Tapi ternyata setelah berkeliling tiga kali, pertengkaran itu belum juga selesai, malah terdengar makin keras dan saling teriak. Ada suara gaduh seperti barang barang rumah yang dilempar dan dibanting ke sembarang arah

" Gak papa! Mau keliling kemana lagi kita, udah tiga kali juga muter! Pertengkaran mama sama om Andre gak bakalan kelar secepet itu, entah sampai kapan nanti mereka selesai saling memaki dan mengumpat" balas Alara pesimis. Karena memang akan selalu seperti itu, bahkan pernah sampai malam dan berlanjut pagi nya lagi. Mereka mengulang pertengkaran didepan Alara dan Keynan adik Alara

" Gausah khawatir Di, lu balik aja! Gue bisa tutup telinga gue pakai earphone biar gak denger suara mereka lagi. Nanti gue puter playlist lagu lagu baru deh" Alara meyakinkan Dilan dengan senyum hangat

Dilan tak ingin membuat Alara kelihatan makin menyedihkan, dia memilih mengikuti perintah Alara untuk segera pulang

" Oke gue balik, kalau lu butuh apa apa, gue standby ya"

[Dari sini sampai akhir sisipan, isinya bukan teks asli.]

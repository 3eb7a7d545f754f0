//! Task aggregate root and the types used to create and reconstruct it.

use super::{
    AttachmentId, BoardDomainError, FollowerSet, MemberId, Position, ServiceId, TaskId, TaskPatch,
    TaskStatus,
};
use chrono::{DateTime, Utc};
use mockable::Clock;
use serde::{Deserialize, Serialize};
use std::fmt;

/// Validated task display name.
#[derive(Debug, Clone, PartialEq, Eq, Hash, Serialize, Deserialize)]
#[serde(transparent)]
pub struct TaskName(String);

impl TaskName {
    /// Creates a validated task name.
    ///
    /// Surrounding whitespace is trimmed; interior whitespace is preserved.
    ///
    /// # Errors
    ///
    /// Returns [`BoardDomainError::EmptyTaskName`] when the value is empty
    /// after trimming.
    pub fn new(value: impl Into<String>) -> Result<Self, BoardDomainError> {
        let raw = value.into();
        let normalized = raw.trim();
        if normalized.is_empty() {
            return Err(BoardDomainError::EmptyTaskName);
        }
        Ok(Self(normalized.to_owned()))
    }

    /// Returns the name as a string slice.
    #[must_use]
    pub fn as_str(&self) -> &str {
        &self.0
    }
}

impl AsRef<str> for TaskName {
    fn as_ref(&self) -> &str {
        self.as_str()
    }
}

impl fmt::Display for TaskName {
    fn fmt(&self, f: &mut fmt::Formatter<'_>) -> fmt::Result {
        f.write_str(&self.0)
    }
}

/// Parameter object for creating a task.
///
/// Carries the caller-supplied fields only; identifier, position, follower
/// state, and timestamps are assigned at construction time.
#[derive(Debug, Clone, PartialEq, Eq)]
pub struct NewTask {
    name: TaskName,
    status: TaskStatus,
    service_id: ServiceId,
    due_date: DateTime<Utc>,
    assignee_id: Option<MemberId>,
    description: Option<String>,
    attachment_id: Option<AttachmentId>,
}

impl NewTask {
    /// Creates a request with the required fields.
    #[must_use]
    pub const fn new(
        name: TaskName,
        status: TaskStatus,
        service_id: ServiceId,
        due_date: DateTime<Utc>,
    ) -> Self {
        Self {
            name,
            status,
            service_id,
            due_date,
            assignee_id: None,
            description: None,
            attachment_id: None,
        }
    }

    /// Returns the requested workflow status.
    #[must_use]
    pub const fn status(&self) -> TaskStatus {
        self.status
    }

    /// Assigns the task to a member.
    #[must_use]
    pub fn with_assignee(mut self, assignee_id: MemberId) -> Self {
        self.assignee_id = Some(assignee_id);
        self
    }

    /// Attaches a free-text description.
    ///
    /// An empty or whitespace-only value is treated as no description.
    #[must_use]
    pub fn with_description(mut self, description: impl Into<String>) -> Self {
        self.description = non_empty(description.into());
        self
    }

    /// Records an uploaded attachment reference.
    #[must_use]
    pub fn with_attachment(mut self, attachment_id: AttachmentId) -> Self {
        self.attachment_id = Some(attachment_id);
        self
    }
}

/// Task aggregate root.
///
/// Ordering state (`status`, `position`) and collaboration state
/// (`followers`, history) live alongside the descriptive fields; all
/// mutation flows through [`Task::apply_patch`] so the update timestamp
/// stays coherent.
#[derive(Debug, Clone, PartialEq, Eq, Serialize, Deserialize)]
pub struct Task {
    id: TaskId,
    name: TaskName,
    status: TaskStatus,
    position: Position,
    assignee_id: Option<MemberId>,
    service_id: ServiceId,
    due_date: Option<DateTime<Utc>>,
    description: Option<String>,
    attachment_id: Option<AttachmentId>,
    followers: FollowerSet,
    created_at: DateTime<Utc>,
    updated_at: DateTime<Utc>,
}

/// Parameter object for reconstructing a persisted task aggregate.
#[derive(Debug, Clone, PartialEq, Eq)]
pub struct PersistedTaskData {
    /// Persisted task identifier.
    pub id: TaskId,
    /// Persisted display name.
    pub name: TaskName,
    /// Persisted workflow status.
    pub status: TaskStatus,
    /// Persisted sort position.
    pub position: Position,
    /// Persisted assignee, if any.
    pub assignee_id: Option<MemberId>,
    /// Persisted owning service.
    pub service_id: ServiceId,
    /// Persisted due date, if any.
    pub due_date: Option<DateTime<Utc>>,
    /// Persisted description, if any.
    pub description: Option<String>,
    /// Persisted attachment reference, if any.
    pub attachment_id: Option<AttachmentId>,
    /// Persisted follower membership.
    pub followers: FollowerSet,
    /// Persisted creation timestamp.
    pub created_at: DateTime<Utc>,
    /// Persisted latest update timestamp.
    pub updated_at: DateTime<Utc>,
}

impl Task {
    /// Creates a new task at the given bucket position.
    #[must_use]
    pub fn new(details: NewTask, position: Position, clock: &impl Clock) -> Self {
        let timestamp = clock.utc();
        Self {
            id: TaskId::new(),
            name: details.name,
            status: details.status,
            position,
            assignee_id: details.assignee_id,
            service_id: details.service_id,
            due_date: Some(details.due_date),
            description: details.description,
            attachment_id: details.attachment_id,
            followers: FollowerSet::new(),
            created_at: timestamp,
            updated_at: timestamp,
        }
    }

    /// Reconstructs a task from persisted storage.
    #[must_use]
    pub fn from_persisted(data: PersistedTaskData) -> Self {
        Self {
            id: data.id,
            name: data.name,
            status: data.status,
            position: data.position,
            assignee_id: data.assignee_id,
            service_id: data.service_id,
            due_date: data.due_date,
            description: data.description,
            attachment_id: data.attachment_id,
            followers: data.followers,
            created_at: data.created_at,
            updated_at: data.updated_at,
        }
    }

    /// Returns the task identifier.
    #[must_use]
    pub const fn id(&self) -> TaskId {
        self.id
    }

    /// Returns the display name.
    #[must_use]
    pub const fn name(&self) -> &TaskName {
        &self.name
    }

    /// Returns the workflow status.
    #[must_use]
    pub const fn status(&self) -> TaskStatus {
        self.status
    }

    /// Returns the sort position within the status bucket.
    #[must_use]
    pub const fn position(&self) -> Position {
        self.position
    }

    /// Returns the assigned member, if any.
    #[must_use]
    pub const fn assignee_id(&self) -> Option<&MemberId> {
        self.assignee_id.as_ref()
    }

    /// Returns the owning service.
    #[must_use]
    pub const fn service_id(&self) -> &ServiceId {
        &self.service_id
    }

    /// Returns the due date, if any.
    #[must_use]
    pub const fn due_date(&self) -> Option<DateTime<Utc>> {
        self.due_date
    }

    /// Returns the description, if any.
    #[must_use]
    pub fn description(&self) -> Option<&str> {
        self.description.as_deref()
    }

    /// Returns the attachment reference, if any.
    #[must_use]
    pub const fn attachment_id(&self) -> Option<&AttachmentId> {
        self.attachment_id.as_ref()
    }

    /// Returns the follower membership.
    #[must_use]
    pub const fn followers(&self) -> &FollowerSet {
        &self.followers
    }

    /// Returns the creation timestamp.
    #[must_use]
    pub const fn created_at(&self) -> DateTime<Utc> {
        self.created_at
    }

    /// Returns the latest update timestamp.
    #[must_use]
    pub const fn updated_at(&self) -> DateTime<Utc> {
        self.updated_at
    }

    /// Applies a partial update and refreshes the update timestamp.
    ///
    /// Fields the patch leaves untouched keep their current values; clear
    /// directives reset optional fields to absent.
    pub fn apply_patch(&mut self, patch: &TaskPatch, clock: &impl Clock) {
        if let Some(name) = &patch.name {
            self.name = name.clone();
        }
        if let Some(status) = patch.status {
            self.status = status;
        }
        if let Some(position) = patch.position {
            self.position = position;
        }
        if let Some(service_id) = &patch.service_id {
            self.service_id = service_id.clone();
        }
        patch.assignee.apply_to(&mut self.assignee_id);
        patch.due_date.apply_to(&mut self.due_date);
        patch.description.apply_to(&mut self.description);
        patch.attachment.apply_to(&mut self.attachment_id);
        if let Some(followers) = &patch.followers {
            self.followers = followers.clone();
        }
        self.touch(clock);
    }

    /// Updates the `updated_at` timestamp to the current clock time.
    fn touch(&mut self, clock: &impl Clock) {
        self.updated_at = clock.utc();
    }
}

/// Collapses an empty or whitespace-only string to `None`.
pub(crate) fn non_empty(value: String) -> Option<String> {
    if value.trim().is_empty() {
        None
    } else {
        Some(value)
    }
}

" Iya, kek biasanya kan? Gue emang selalu butuh lu"

" Dengan senang hati kok. Yaudah bye..." Dilan menstater kembali vespa antiknya lalu segera pergi dari depan rumah Alara. Alara langsung pasang earphone dan masuk kedalam rumah melewati kedua orang tuanya yang masih terus berdebat

Alara masuk ke kamar, mengunci pintu dan meringkuk kecil. Menutupi tubuhnya dengan selimut sambil mendengarkan lagu lagu sendu sampai dia terlelap dan tertidur pulas

*

*

*

" Kalau kamu selalu gagal dan gagal, gimana nasib masa depan Keynan Andre! Dia masih kecil, dia masih butuh banyak kebutuhan untuk masa depan nya!"